On the opening day of the exhibition Iiyama and some of the participating artists staged an unannounced protest against the museum's sponsorship by Kawasaki Heavy Industries, Ltd, demanding that the company halt the import and distribution of Israeli-designed drones during the deadly Israel–Gaza war.

==== Mindscapes (2022) ====
Iiyama's work with the Wellcome Trust examined the issue of domestic violence, which was an issue that the artist also had personally experienced. In a wider global context, the issue at the center of Iiyama's work worsened during the COVID-19 pandemic—an increase was observed in violence and coercive control affecting interpersonal relationships since many people were trapped in closed quarters in their homes. The work created an anonymous interactive space where visitors could share and release distressing effects of intimate partner violence, and learn about the structural parts of the problem. The installation was featured in the Mori Art Museum's exhibition "Listen to the Sound of the Earth Turning: Our Wellbeing since the Pandemic" (June 29–November 6, 2022)

==== We Walk and Talk to Search Your True Home (2022) ====
A solo exhibition at Tokyo Metropolitan Human Rights Plaza that posed questions about the boundary between patients and non-patients in mental health disorders based on the artist's experience and co-created works with her sister who has mental health conditions, "Going to Look for Your True Home" and "Going to Meet Kannon at the Sea,". The work "Hidden Names" looked at a wider discussion around how psychiatric facilities function and how those with mental disorders are treated. A special screening of the documentary In-Mates (2021) was also to be screened but was stopped by censors due to its subject matter relating to two Korean mental health patients in pre-World War II Japan. The films were originally commissioned by the Japan Foundation.

==== 100 Living Tales ====
Video installation works concerning the "mysterious stories" collected from people living on the islands of Setouchi in the inland sea. Presented at Setouchi Triennale (2016) and Yokohama Triennale (2020)

=== Representation ===
Iiyama is represented by the gallery WAITINGROOM.

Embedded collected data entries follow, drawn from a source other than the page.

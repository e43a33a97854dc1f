//! # List Filters
//!
//! The search box and drop-downs above each list screen. Text queries are
//! case-insensitive substring matches; an empty query matches everything.

use chrono::NaiveDate;
use serde::{Deserialize, Serialize};
use warung_core::{
    Expense, ExpenseCategory, JournalEntry, JournalKind, PaymentStatus, Product, Purchase,
    ReportPeriod, Transaction, TransactionKind,
};

use super::RecordFilter;

fn contains(haystack: &str, needle: &str) -> bool {
    haystack.to_lowercase().contains(needle)
}

fn normalised(query: &Option<String>) -> Option<String> {
    query
        .as_deref()
        .map(str::trim)
        .filter(|q| !q.is_empty())
        .map(str::to_lowercase)
}

/// Produk screen: name or category.
#[derive(Debug, Clone, Default, Serialize, Deserialize)]
pub struct ProductFilter {
    pub query: Option<String>,
}

impl RecordFilter<Product> for ProductFilter {
    fn matches(&self, product: &Product) -> bool {
        match normalised(&self.query) {
            Some(q) => contains(&product.name, &q) || contains(&product.category, &q),
            None => true,
        }
    }
}

/// Transaksi screen: customer or id, plus type.
#[derive(Debug, Clone, Default, Serialize, Deserialize)]
pub struct TransactionFilter {
    pub query: Option<String>,
    pub kind: Option<TransactionKind>,
}

impl RecordFilter<Transaction> for TransactionFilter {
    fn matches(&self, t: &Transaction) -> bool {
        let text = match normalised(&self.query) {
            Some(q) => contains(&t.customer, &q) || contains(&t.id, &q),
            None => true,
        };
        text && self.kind.map_or(true, |k| t.kind == k)
    }
}

/// Pembelian screen: supplier or id, plus status.
#[derive(Debug, Clone, Default, Serialize, Deserialize)]
pub struct PurchaseFilter {
    pub query: Option<String>,
    pub status: Option<PaymentStatus>,
}

impl RecordFilter<Purchase> for PurchaseFilter {
    fn matches(&self, p: &Purchase) -> bool {
        let text = match normalised(&self.query) {
            Some(q) => contains(&p.supplier, &q) || contains(&p.id, &q),
            None => true,
        };
        text && self.status.map_or(true, |s| p.status == s)
    }
}

/// Beban screen: description, category and status.
#[derive(Debug, Clone, Default, Serialize, Deserialize)]
pub struct ExpenseFilter {
    pub query: Option<String>,
    pub category: Option<ExpenseCategory>,
    pub status: Option<PaymentStatus>,
}

impl RecordFilter<Expense> for ExpenseFilter {
    fn matches(&self, e: &Expense) -> bool {
        let text = match normalised(&self.query) {
            Some(q) => contains(&e.description, &q),
            None => true,
        };
        text && self.category.map_or(true, |c| e.category == c)
            && self.status.map_or(true, |s| e.status == s)
    }
}

/// Jurnal screen: period relative to `today`, plus manual/automatic.
#[derive(Debug, Clone, Serialize, Deserialize)]
pub struct JournalFilter {
    pub period: ReportPeriod,
    pub today: NaiveDate,
    pub kind: Option<JournalKind>,
}

impl JournalFilter {
    pub fn new(period: ReportPeriod, today: NaiveDate) -> Self {
        JournalFilter {
            period,
            today,
            kind: None,
        }
    }

    pub fn with_kind(mut self, kind: JournalKind) -> Self {
        self.kind = Some(kind);
        self
    }
}

impl RecordFilter<JournalEntry> for JournalFilter {
    fn matches(&self, entry: &JournalEntry) -> bool {
        self.period.contains(entry.date, self.today) && self.kind.map_or(true, |k| entry.kind == k)
    }
}

#[cfg(test)]
mod tests {
    use super::*;
    use warung_core::{JournalLine, Money};

    fn d(m: u32, day: u32) -> NaiveDate {
        NaiveDate::from_ymd_opt(2024, m, day).unwrap()
    }

    fn transaction(id: &str, customer: &str, kind: TransactionKind) -> Transaction {
        Transaction {
            id: id.to_string(),
            date: d(5, 1),
            customer: customer.to_string(),
            kind,
            amount: Money::from_rupiah(1_000),
            description: String::new(),
            status: PaymentStatus::Lunas,
            items: vec![],
            payment_method: None,
            cash_received: None,
            change: None,
        }
    }

    #[test]
    fn test_product_filter() {
        let product = Product {
            id: "1".to_string(),
            name: "Teh Botol".to_string(),
            category: "Minuman".to_string(),
            price: Money::from_rupiah(5_000),
            cost: Money::from_rupiah(3_500),
            stock: 10,
            min_stock: 5,
            supplier: None,
        };
        let by = |q: &str| ProductFilter {
            query: Some(q.to_string()),
        };

        assert!(by("teh").matches(&product));
        assert!(by("MINUM").matches(&product));
        assert!(!by("kopi").matches(&product));
        assert!(by("  ").matches(&product));
        assert!(ProductFilter::default().matches(&product));
    }

    #[test]
    fn test_transaction_filter() {
        let t = transaction("TRX000007", "Bu Sari", TransactionKind::Penjualan);

        let by_id = TransactionFilter {
            query: Some("trx000007".to_string()),
            kind: None,
        };
        assert!(by_id.matches(&t));

        let wrong_kind = TransactionFilter {
            query: Some("sari".to_string()),
            kind: Some(TransactionKind::Pembelian),
        };
        assert!(!wrong_kind.matches(&t));
    }

    #[test]
    fn test_expense_filter() {
        let e = Expense {
            id: "EXP000001".to_string(),
            date: d(5, 1),
            description: "Bayar listrik".to_string(),
            amount: Money::from_rupiah(200_000),
            category: ExpenseCategory::Operasional,
            status: PaymentStatus::BelumLunas,
        };

        let f = ExpenseFilter {
            query: Some("listrik".to_string()),
            category: Some(ExpenseCategory::Operasional),
            status: Some(PaymentStatus::BelumLunas),
        };
        assert!(f.matches(&e));

        let paid_only = ExpenseFilter {
            status: Some(PaymentStatus::Lunas),
            ..Default::default()
        };
        assert!(!paid_only.matches(&e));
    }

    #[test]
    fn test_journal_filter() {
        let entry = JournalEntry {
            id: "JRN000001".to_string(),
            date: d(4, 30),
            description: "x".to_string(),
            reference: "r".to_string(),
            debit: vec![JournalLine::new("Kas", Money::from_rupiah(1))],
            credit: vec![JournalLine::new("Modal", Money::from_rupiah(1))],
            kind: JournalKind::Manual,
        };

        assert!(JournalFilter::new(ReportPeriod::All, d(5, 10)).matches(&entry));
        assert!(!JournalFilter::new(ReportPeriod::ThisMonth, d(5, 10)).matches(&entry));
        assert!(JournalFilter::new(ReportPeriod::LastMonth, d(5, 10)).matches(&entry));
        assert!(!JournalFilter::new(ReportPeriod::All, d(5, 10))
            .with_kind(JournalKind::Automatic)
            .matches(&entry));
    }
}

=== Public Collections ===
Aichi Prefectural Museum of Art, Aichi

Fukuoka Art Museum, Fukuoka

Her video, “Cinematic Prism” was screened at the AIT room, Daikanyama, Tokyo

== Censorship ==
In 2022, the Tokyo Metropolitan Government censored a planned screening of Iiyama's film "In-Mates" (2021) which is a documentary-style film created together with the rapper, poet and 2.5-generation "Zainichi" Korean resident FUNI, inspired by medical records of patients admitted to the Oji Brain Hospital in Tokyo, which was a psychiatric facility. The documentary looked at the records of two Korean patients admitted between 1930 and 1940 and featured themes of disability and race prior to World War II.

The censorship happened in the context of Tokyo Governor Yuriko Koike avoiding the customary commemoration of the massacre of Korean residents in Tokyo during the Great Kanto Earthquake of 1923, seen by many as historical denialism.

Iiyama's censorship joins many other cases of censorship in Japan, particularly in the field of art.